--- MATERIAL SUPPLIED Enclosed Below ---

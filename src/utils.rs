use std::ffi::{c_char, CStr, CString};
use std::path::Path;

use crate::errors::*;

pub fn _string(raw_ptr: *const c_char) -> String {
    let c_str = unsafe { CStr::from_ptr(raw_ptr) };
    c_str.to_string_lossy().into_owned()
}

/// Like [`_string`], but maps a NULL pointer or an empty string to `None`.
pub fn _string_opt(raw_ptr: *const c_char) -> Option<String> {
    if raw_ptr.is_null() {
        return None;
    }
    let s = _string(raw_ptr);
    if s.is_empty() {
        None
    } else {
        Some(s)
    }
}

/// Splits a `KEY=VALUE` entry of a native string list.
pub fn _string_tuple(raw_ptr: *const c_char, delim: char) -> Option<(String, String)> {
    let c_str = unsafe { CStr::from_ptr(raw_ptr) };
    c_str
        .to_string_lossy()
        .split_once(delim)
        .map(|(k, v)| (k.to_string(), v.to_string()))
}

pub fn _last_null_pointer_err(method_name: &'static str) -> OgrioError {
    let last_err_msg = _string(unsafe { gdal_sys::CPLGetLastErrorMsg() });
    unsafe { gdal_sys::CPLErrorReset() };
    OgrioError::NullPointer {
        method_name,
        msg: last_err_msg,
    }
}

pub fn _path_to_c_string(path: &Path) -> Result<CString> {
    let path_str = path.to_string_lossy();
    CString::new(path_str.as_ref()).map_err(Into::into)
}

/// Whether `path` points into one of GDAL's virtual file systems or a remote resource,
/// in which case its existence can not be checked through the local file system.
pub fn _is_virtual_path(path: &Path) -> bool {
    let s = path.to_string_lossy();
    if s.starts_with("/vsi") || s.contains("://") {
        return true;
    }
    // Driver-prefixed connection strings such as `PG:dbname=gis`; a single letter is a drive.
    match s.split_once(':') {
        Some((prefix, _)) => prefix.len() > 1 && prefix.chars().all(|c| c.is_ascii_alphanumeric()),
        None => false,
    }
}

#[cfg(test)]
mod tests {
    use super::*;

    #[test]
    fn test_string_opt() {
        let empty = CString::new("").unwrap();
        let full = CString::new("EPSG").unwrap();
        assert_eq!(_string_opt(std::ptr::null()), None);
        assert_eq!(_string_opt(empty.as_ptr()), None);
        assert_eq!(_string_opt(full.as_ptr()), Some("EPSG".to_string()));
    }

    #[test]
    fn test_virtual_path() {
        assert!(_is_virtual_path(Path::new("/vsimem/test.gpkg")));
        assert!(_is_virtual_path(Path::new("/vsizip/archive.zip/a.shp")));
        assert!(_is_virtual_path(Path::new("https://example.com/data.fgb")));
        assert!(_is_virtual_path(Path::new("PG:dbname=gis")));
        assert!(!_is_virtual_path(Path::new("fixtures/regions.geojson")));
        assert!(!_is_virtual_path(Path::new("C:/data/regions.geojson")));
    }
}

--- End of Enclosed MATERIAL SUPPLIED ---

YOUR OBJECTIVE:
For the word "Option", count the lines of the data that contain it and state only that count.

RESULT OF THE EXERCISE:
2